Et elle parcourut ainsi la Terre entière, en suivant inconsciemment les pas de Buddy Buddwick, cet humain fasciné par les Gemmes. Jusqu’à l’épuisement, auquel elle ne céda pas puisqu’elle refusait de s’abaisser à la vile fonction humaine du sommeil. À son retour, elle éprouva un sentiment d’accomplissement, mais de peine insondable, également. Elle se sentit désemparée.
Moins d’une année s’était écoulée, en regard à une présence constante de plusieurs millénaires, et son affliction restait encore intacte.
*
Le bébé avait un peu poussé, le rejeton de sa bien-aimée Rose qu’elle avait juré de protéger. Avec honte, Pearl réalisa qu’elle n’avait aucune idée de comment s’en occuper, tandis qu’Amethyst et Garnet le tenaient expertement, sous le regard bienveillant de Gregory. Face à sa triste inutilité, les crocs de la culpabilité revinrent lui mordre la nuque.

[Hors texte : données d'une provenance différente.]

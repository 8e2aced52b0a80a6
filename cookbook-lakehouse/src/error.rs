//! Error types for cookbook-lakehouse: Railway Programming
//!
//! All operations return `Result<T, CookbookError>`.
//! No panics, no unwraps in production code paths.
//!
//! Every variant belongs to exactly one [`ErrorKind`]; the HTTP layer only
//! ever looks at the kind and [`CookbookError::public_message`].

use thiserror::Error;

/// Caller-facing error classification
#[derive(Debug, Clone, Copy, PartialEq, Eq)]
pub enum ErrorKind {
    NotFound,
    Conflict,
    Unauthorized,
    Forbidden,
    Validation,
    Internal,
}

impl ErrorKind {
    /// HTTP status code for this classification
    pub fn status_code(&self) -> u16 {
        match self {
            Self::NotFound => 404,
            Self::Conflict => 409,
            Self::Unauthorized => 401,
            Self::Forbidden => 403,
            Self::Validation => 400,
            Self::Internal => 500,
        }
    }

    pub fn as_str(&self) -> &'static str {
        match self {
            Self::NotFound => "not_found",
            Self::Conflict => "conflict",
            Self::Unauthorized => "unauthorized",
            Self::Forbidden => "forbidden",
            Self::Validation => "validation",
            Self::Internal => "internal",
        }
    }
}

impl std::fmt::Display for ErrorKind {
    fn fmt(&self, f: &mut std::fmt::Formatter<'_>) -> std::fmt::Result {
        f.write_str(self.as_str())
    }
}

/// Unified error type for all cookbook operations
#[derive(Error, Debug)]
pub enum CookbookError {
    // ─── Storage Errors ───

    #[error("Delta table error: {0}")]
    DeltaTable(String),

    #[error("Table not found: {0}")]
    TableNotFound(String),

    #[error("Schema error: {0}")]
    Schema(String),

    // ─── Identity Errors ───

    #[error("Identity not found: {0}")]
    IdentityNotFound(String),

    #[error("Identity already exists: {0}")]
    IdentityAlreadyExists(String),

    #[error("Invalid credentials")]
    InvalidCredentials,

    #[error("Authentication required")]
    Unauthenticated,

    #[error("Forbidden: {0}")]
    Forbidden(String),

    #[error("Signing secret not configured")]
    SigningKeyMissing,

    #[error("Token signing failed: {0}")]
    TokenSigning(String),

    // ─── Content Errors ───

    #[error("Recipe not found: {0}")]
    RecipeNotFound(String),

    // ─── Input Errors ───

    #[error("Invalid input: {0}")]
    Validation(String),

    // ─── Infrastructure Errors ───

    #[error("IO error: {0}")]
    Io(#[from] std::io::Error),

    #[error("Serialization error: {0}")]
    Serialization(String),

    #[error("Arrow error: {0}")]
    Arrow(String),

    #[error("DataFusion error: {0}")]
    DataFusion(String),

    #[error("Configuration error: {0}")]
    Config(String),

    #[error("Actor unavailable: {0}")]
    ActorUnavailable(String),

    #[error("Internal error: {0}")]
    Internal(String),
}

impl CookbookError {
    /// Classification used for status codes and logging
    pub fn kind(&self) -> ErrorKind {
        match self {
            Self::IdentityNotFound(_) | Self::RecipeNotFound(_) => ErrorKind::NotFound,
            Self::IdentityAlreadyExists(_) => ErrorKind::Conflict,
            Self::InvalidCredentials | Self::Unauthenticated => ErrorKind::Unauthorized,
            Self::Forbidden(_) => ErrorKind::Forbidden,
            Self::Validation(_) => ErrorKind::Validation,
            Self::DeltaTable(_)
            | Self::TableNotFound(_)
            | Self::Schema(_)
            | Self::SigningKeyMissing
            | Self::TokenSigning(_)
            | Self::Io(_)
            | Self::Serialization(_)
            | Self::Arrow(_)
            | Self::DataFusion(_)
            | Self::Config(_)
            | Self::ActorUnavailable(_)
            | Self::Internal(_) => ErrorKind::Internal,
        }
    }

    /// Message safe to hand to a caller.
    ///
    /// Internal failures collapse to a fixed text; the detail stays in the logs.
    pub fn public_message(&self) -> String {
        match self.kind() {
            ErrorKind::Internal => "Internal server error".to_string(),
            _ => self.to_string(),
        }
    }
}

impl From<deltalake::DeltaTableError> for CookbookError {
    fn from(err: deltalake::DeltaTableError) -> Self {
        CookbookError::DeltaTable(err.to_string())
    }
}

impl From<deltalake::arrow::error::ArrowError> for CookbookError {
    fn from(err: deltalake::arrow::error::ArrowError) -> Self {
        CookbookError::Arrow(err.to_string())
    }
}

impl From<serde_json::Error> for CookbookError {
    fn from(err: serde_json::Error) -> Self {
        CookbookError::Serialization(err.to_string())
    }
}

impl From<deltalake::datafusion::error::DataFusionError> for CookbookError {
    fn from(err: deltalake::datafusion::error::DataFusionError) -> Self {
        CookbookError::DataFusion(err.to_string())
    }
}

impl From<url::ParseError> for CookbookError {
    fn from(err: url::ParseError) -> Self {
        CookbookError::Config(format!("URL parse error: {err}"))
    }
}

impl From<tokio::task::JoinError> for CookbookError {
    fn from(err: tokio::task::JoinError) -> Self {
        CookbookError::Internal(format!("blocking task failed: {err}"))
    }
}

/// Result type alias for cookbook operations
pub type Result<T> = std::result::Result<T, CookbookError>;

Elle le considéra à une distance respectable, forme minuscule qui se trémoussait dans son berceau, et une horrible pensée lui pénétra le cœur : puisqu’il possédait la gemme de Rose, sa mort lui permettrait-elle de revenir ? Le petit s’attrapa le pied, pauvre innocent orphelin de mère, et la honte submergea ses joues. L’idée intrusive fut rejetée de toute la force de sa volonté, et Pearl pria pour qu’elle ne revînt jamais.

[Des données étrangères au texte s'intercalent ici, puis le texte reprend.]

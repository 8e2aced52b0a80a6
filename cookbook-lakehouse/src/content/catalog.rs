//! CatalogActor: Tokio actor owning the `recipes` table
//!
//! Same shape as the directory actor: a single task drains an mpsc queue,
//! callers hold a cloneable [`RecipeCatalog`] handle. Access control is not
//! this layer's concern; see [`super::service::RecipeService`].

use std::sync::Arc;

use chrono::Utc;
use deltalake::arrow::array::{ArrayRef, RecordBatch, StringArray};
use tokio::sync::{mpsc, oneshot};
use tracing::{debug, info};
use uuid::Uuid;

use crate::auth::directory::one_month_ago;
use crate::error::{CookbookError, Result};
use crate::schema;
use crate::store::{
    format_timestamp, opt_value, parse_timestamp, quote_literal, utf8_column, DeltaStore,
};

use super::types::*;

// ─── Actor Messages ───

enum CatalogMsg {
    Get {
        id: String,
        reply: oneshot::Sender<Result<Option<Recipe>>>,
    },
    List {
        query: RecipeQuery,
        reply: oneshot::Sender<Result<RecipeListing>>,
    },
    Create {
        record: Recipe,
        reply: oneshot::Sender<Result<Recipe>>,
    },
    Update {
        id: String,
        patch: RecipePatch,
        reply: oneshot::Sender<Result<Recipe>>,
    },
    Delete {
        id: String,
        reply: oneshot::Sender<Result<()>>,
    },
}

// ─── Actor ───

pub struct CatalogActor {
    store: Arc<DeltaStore>,
    rx: mpsc::Receiver<CatalogMsg>,
}

impl CatalogActor {
    pub fn spawn(store: Arc<DeltaStore>, buffer: usize) -> RecipeCatalog {
        let (tx, rx) = mpsc::channel(buffer.max(1));
        let actor = Self { store, rx };

        tokio::spawn(actor.run());
        info!("CatalogActor spawned");
        RecipeCatalog { tx }
    }

    async fn run(mut self) {
        while let Some(msg) = self.rx.recv().await {
            match msg {
                CatalogMsg::Get { id, reply } => {
                    let _ = reply.send(self.handle_get(&id).await);
                }
                CatalogMsg::List { query, reply } => {
                    let _ = reply.send(self.handle_list(query).await);
                }
                CatalogMsg::Create { record, reply } => {
                    let _ = reply.send(self.handle_create(record).await);
                }
                CatalogMsg::Update { id, patch, reply } => {
                    let _ = reply.send(self.handle_update(&id, patch).await);
                }
                CatalogMsg::Delete { id, reply } => {
                    let _ = reply.send(self.handle_delete(&id).await);
                }
            }
        }
        info!("CatalogActor stopped");
    }

    // ─── Handler Implementations ───

    async fn handle_get(&self, id: &str) -> Result<Option<Recipe>> {
        let batches = self
            .store
            .query(schema::TABLE_RECIPES, &format!("id = {}", quote_literal(id)))
            .await?;
        for batch in &batches {
            if let Some(recipe) = recipes_from_batch(batch)?.into_iter().next() {
                return Ok(Some(recipe));
            }
        }
        Ok(None)
    }

    async fn handle_list(&self, query: RecipeQuery) -> Result<RecipeListing> {
        let batches = self
            .store
            .query_page(
                schema::TABLE_RECIPES,
                &query.filter.to_predicate(),
                "updated_at",
                query.page,
            )
            .await?;

        let mut recipes = Vec::new();
        for batch in &batches {
            recipes.extend(recipes_from_batch(batch)?);
        }

        let total = self.store.count(schema::TABLE_RECIPES, "true").await?;
        let last_month = self
            .store
            .count(
                schema::TABLE_RECIPES,
                &format!("created_at >= {}", quote_literal(&one_month_ago())),
            )
            .await?;

        debug!(returned = recipes.len(), total, last_month, "Listed recipes");
        Ok(RecipeListing {
            recipes,
            total,
            last_month,
        })
    }

    async fn handle_create(&self, record: Recipe) -> Result<Recipe> {
        self.store
            .append(schema::TABLE_RECIPES, recipe_batch(&record)?)
            .await?;
        info!(recipe_id = %record.id, slug = %record.slug, "Recipe created");
        Ok(record)
    }

    async fn handle_update(&self, id: &str, patch: RecipePatch) -> Result<Recipe> {
        let mut recipe = self
            .handle_get(id)
            .await?
            .ok_or_else(|| CookbookError::RecipeNotFound(id.to_string()))?;

        if patch.is_empty() {
            return Ok(recipe);
        }

        let now = Utc::now();
        let mut assignments: Vec<(&str, String)> = Vec::new();
        if let Some(title) = patch.title {
            assignments.push(("title", quote_literal(&title)));
            recipe.title = title;
        }
        if let Some(preparation) = patch.preparation {
            assignments.push(("preparation", quote_literal(&preparation)));
            recipe.preparation = preparation;
        }
        if let Some(ingredients) = patch.ingredients {
            assignments.push(("ingredients", quote_literal(&ingredients)));
            recipe.ingredients = ingredients;
        }
        if let Some(image) = patch.image {
            assignments.push(("image", quote_literal(&image)));
            recipe.image = Some(image);
        }
        assignments.push(("updated_at", quote_literal(&format_timestamp(now))));
        recipe.updated_at = now;

        self.store
            .update(
                schema::TABLE_RECIPES,
                &format!("id = {}", quote_literal(id)),
                &assignments,
            )
            .await?;
        info!(recipe_id = %id, "Recipe updated");
        Ok(recipe)
    }

    async fn handle_delete(&self, id: &str) -> Result<()> {
        let predicate = format!("id = {}", quote_literal(id));
        if self.store.count(schema::TABLE_RECIPES, &predicate).await? == 0 {
            return Err(CookbookError::RecipeNotFound(id.to_string()));
        }

        self.store.delete(schema::TABLE_RECIPES, &predicate).await?;
        info!(recipe_id = %id, "Recipe deleted");
        Ok(())
    }
}

fn recipe_batch(recipe: &Recipe) -> Result<RecordBatch> {
    let created = format_timestamp(recipe.created_at);
    let updated = format_timestamp(recipe.updated_at);
    Ok(RecordBatch::try_new(
        Arc::new(schema::recipes_arrow_schema()),
        vec![
            Arc::new(StringArray::from(vec![recipe.id.as_str()])) as ArrayRef,
            Arc::new(StringArray::from(vec![recipe.title.as_str()])),
            Arc::new(StringArray::from(vec![recipe.preparation.as_str()])),
            Arc::new(StringArray::from(vec![recipe.ingredients.as_str()])),
            Arc::new(StringArray::from(vec![recipe.image.as_deref()])),
            Arc::new(StringArray::from(vec![recipe.owner_id.as_str()])),
            Arc::new(StringArray::from(vec![recipe.slug.as_str()])),
            Arc::new(StringArray::from(vec![created.as_str()])),
            Arc::new(StringArray::from(vec![updated.as_str()])),
        ],
    )?)
}

fn recipes_from_batch(batch: &RecordBatch) -> Result<Vec<Recipe>> {
    let id = utf8_column(batch, "id")?;
    let title = utf8_column(batch, "title")?;
    let preparation = utf8_column(batch, "preparation")?;
    let ingredients = utf8_column(batch, "ingredients")?;
    let image = utf8_column(batch, "image")?;
    let owner_id = utf8_column(batch, "owner_id")?;
    let slug = utf8_column(batch, "slug")?;
    let created_at = utf8_column(batch, "created_at")?;
    let updated_at = utf8_column(batch, "updated_at")?;

    (0..batch.num_rows())
        .map(|i| {
            Ok(Recipe {
                id: id.value(i).to_string(),
                title: title.value(i).to_string(),
                preparation: preparation.value(i).to_string(),
                ingredients: ingredients.value(i).to_string(),
                image: opt_value(&image, i),
                owner_id: owner_id.value(i).to_string(),
                slug: slug.value(i).to_string(),
                created_at: parse_timestamp(created_at.value(i))?,
                updated_at: parse_timestamp(updated_at.value(i))?,
            })
        })
        .collect()
}

// ─── Handle (client-facing API) ───

/// Thread-safe handle to the catalog actor
#[derive(Clone)]
pub struct RecipeCatalog {
    tx: mpsc::Sender<CatalogMsg>,
}

impl RecipeCatalog {
    async fn request<T>(
        &self,
        build: impl FnOnce(oneshot::Sender<Result<T>>) -> CatalogMsg,
    ) -> Result<T> {
        let (reply, rx) = oneshot::channel();
        self.tx
            .send(build(reply))
            .await
            .map_err(|_| CookbookError::ActorUnavailable("CatalogActor".into()))?;
        rx.await
            .map_err(|_| CookbookError::ActorUnavailable("CatalogActor dropped".into()))?
    }

    pub async fn get(&self, id: &str) -> Result<Option<Recipe>> {
        let id = id.to_string();
        self.request(|reply| CatalogMsg::Get { id, reply }).await
    }

    pub async fn list(&self, query: RecipeQuery) -> Result<RecipeListing> {
        self.request(|reply| CatalogMsg::List { query, reply }).await
    }

    /// Insert a recipe owned by `owner_id`; the slug comes from the title
    pub async fn create(&self, owner_id: &str, draft: RecipeDraft) -> Result<Recipe> {
        draft.validate()?;

        let now = Utc::now();
        let record = Recipe {
            id: Uuid::new_v4().to_string(),
            slug: slugify(&draft.title),
            title: draft.title,
            preparation: draft.preparation,
            ingredients: draft.ingredients,
            image: draft.image,
            owner_id: owner_id.to_string(),
            created_at: now,
            updated_at: now,
        };
        self.request(|reply| CatalogMsg::Create { record, reply })
            .await
    }

    pub async fn update(&self, id: &str, patch: RecipePatch) -> Result<Recipe> {
        patch.validate()?;
        let id = id.to_string();
        self.request(|reply| CatalogMsg::Update { id, patch, reply })
            .await
    }

    pub async fn delete(&self, id: &str) -> Result<()> {
        let id = id.to_string();
        self.request(|reply| CatalogMsg::Delete { id, reply }).await
    }
}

Chancelante, percluse, elle s’enfuit.
Sur la colline voisine, le cerisier en fleurs n’avait pas changé, éparpillant au vent les pétales du souvenir, refuge sûr. Elle s’appuya le flanc contre son tronc bienveillant, huma les puissants effluves de sève, laissa son esprit vagabonder.
Ses sens affûtés de guerrière discernèrent des pas dans l’herbe. Une voix profonde, riche de bienveillance, s’éleva derrière elle.

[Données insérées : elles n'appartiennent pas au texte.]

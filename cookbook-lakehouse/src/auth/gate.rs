//! Authorization gate: role-based decision point for mutations
//!
//! Decision order for create/update/delete:
//! 1. the acting identity must exist (`IdentityNotFound`)
//! 2. the caller's token must belong to the acting identity (`Forbidden`)
//! 3. the acting identity's stored role must be admin (`Forbidden`)
//!
//! Step 2 is stricter than a role-only check: an admin token acting as a
//! different admin is also `Forbidden`. Callers always act as themselves.
//!
//! There is no per-record ownership check: any admin may mutate any record.

use tracing::{debug, warn};

use crate::error::{CookbookError, Result};

use super::directory::IdentityDirectory;
use super::token::TokenService;
use super::types::*;

/// Operation class being authorized
#[derive(Debug, Clone, Copy, PartialEq, Eq)]
pub enum Operation {
    Read,
    Create,
    Update,
    Delete,
}

impl Operation {
    pub fn as_str(&self) -> &'static str {
        match self {
            Self::Read => "read",
            Self::Create => "create",
            Self::Update => "update",
            Self::Delete => "delete",
        }
    }

    pub fn is_mutation(&self) -> bool {
        !matches!(self, Self::Read)
    }
}

/// Outcome of a successful authorization
#[derive(Debug, Clone)]
pub enum Access {
    /// Reads are ungated
    Public,
    /// Mutation granted to this admin identity
    Admin(Identity),
}

#[derive(Clone)]
pub struct AuthorizationGate {
    tokens: TokenService,
    directory: IdentityDirectory,
}

impl AuthorizationGate {
    pub fn new(tokens: TokenService, directory: IdentityDirectory) -> Self {
        Self { tokens, directory }
    }

    /// Turn a presented token into claims; absent or invalid is `Unauthenticated`
    pub fn authenticate(&self, token: Option<&str>) -> Result<SessionClaims> {
        token
            .and_then(|t| self.tokens.validate(t))
            .ok_or(CookbookError::Unauthenticated)
    }

    pub async fn authorize(
        &self,
        caller: &SessionClaims,
        acting_as: &str,
        op: Operation,
    ) -> Result<Access> {
        if !op.is_mutation() {
            return Ok(Access::Public);
        }

        let actor = self
            .directory
            .find_by_id(acting_as)
            .await?
            .ok_or_else(|| CookbookError::IdentityNotFound(acting_as.to_string()))?;

        if caller.identity_id != actor.id {
            warn!(
                caller = %caller.identity_id,
                acting_as = %actor.id,
                op = op.as_str(),
                "Caller attempted to act as another identity"
            );
            return Err(CookbookError::Forbidden(format!(
                "Not permitted to {} as another identity",
                op.as_str()
            )));
        }

        if !actor.role.is_admin() {
            debug!(identity_id = %actor.id, op = op.as_str(), "Mutation denied: not admin");
            return Err(CookbookError::Forbidden(format!(
                "Admin role required to {}",
                op.as_str()
            )));
        }

        Ok(Access::Admin(actor))
    }

    /// Self-service profile updates only need the target to exist
    pub async fn authorize_self_service(&self, target_id: &str) -> Result<Identity> {
        self.directory
            .find_by_id(target_id)
            .await?
            .ok_or_else(|| CookbookError::IdentityNotFound(target_id.to_string()))
    }
}

#[cfg(test)]
mod tests {
    use super::*;

    #[test]
    fn test_operation_classes() {
        assert!(!Operation::Read.is_mutation());
        for op in [Operation::Create, Operation::Update, Operation::Delete] {
            assert!(op.is_mutation());
        }
        assert_eq!(Operation::Delete.as_str(), "delete");
    }
}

« Les décisions de Rose Quartz sont parfois difficiles à comprendre, mais il est de notre devoir de les accepter, Pearl. »
La colère lui enfla la poitrine.
« Mais j’accepte son choix, Garnet !, lui lança-t-elle sans se retourner. J’ai toujours été la plus dévouée à Rose, et j’ai juré de prendre soin de son enfant.
-Alors essaye d’aller le voir, dit la Fusion d’un accent mesuré. Je sais que c’est difficile, mais ça te fera du bien. »
Pearl allait lui rétorquer qu’elle n’en savait rien du tout, avant de se souvenir que Garnet voyait les chemins du futur. Elle ravala donc sa réplique, tout en restant recroquevillée contre l’arbre, tête baissée. La capacité de son amie à lui faire entendre la voix de la raison l’irritait, mais avait quelque chose de juste, qui la plongeait dans le doute.
La vérité, c’était qu’elle avait peur d’elle-même. De la fulgurance négative de tout à l’heure. Et aussi de ne pas être à la hauteur, tout simplement.
Comment pourrait-elle être d’une quelconque utilité à Steven, étant donné son propre état de délabrement et de dévastation ?
« Donne-lui sa chance », murmura Garnet d’un ton ferme, bien que doux, où se tapissaient des promesses et un soutien inaltérable. « Et aies confiance », ajouta-t-elle gentiment, comme consciente de sa fragilité.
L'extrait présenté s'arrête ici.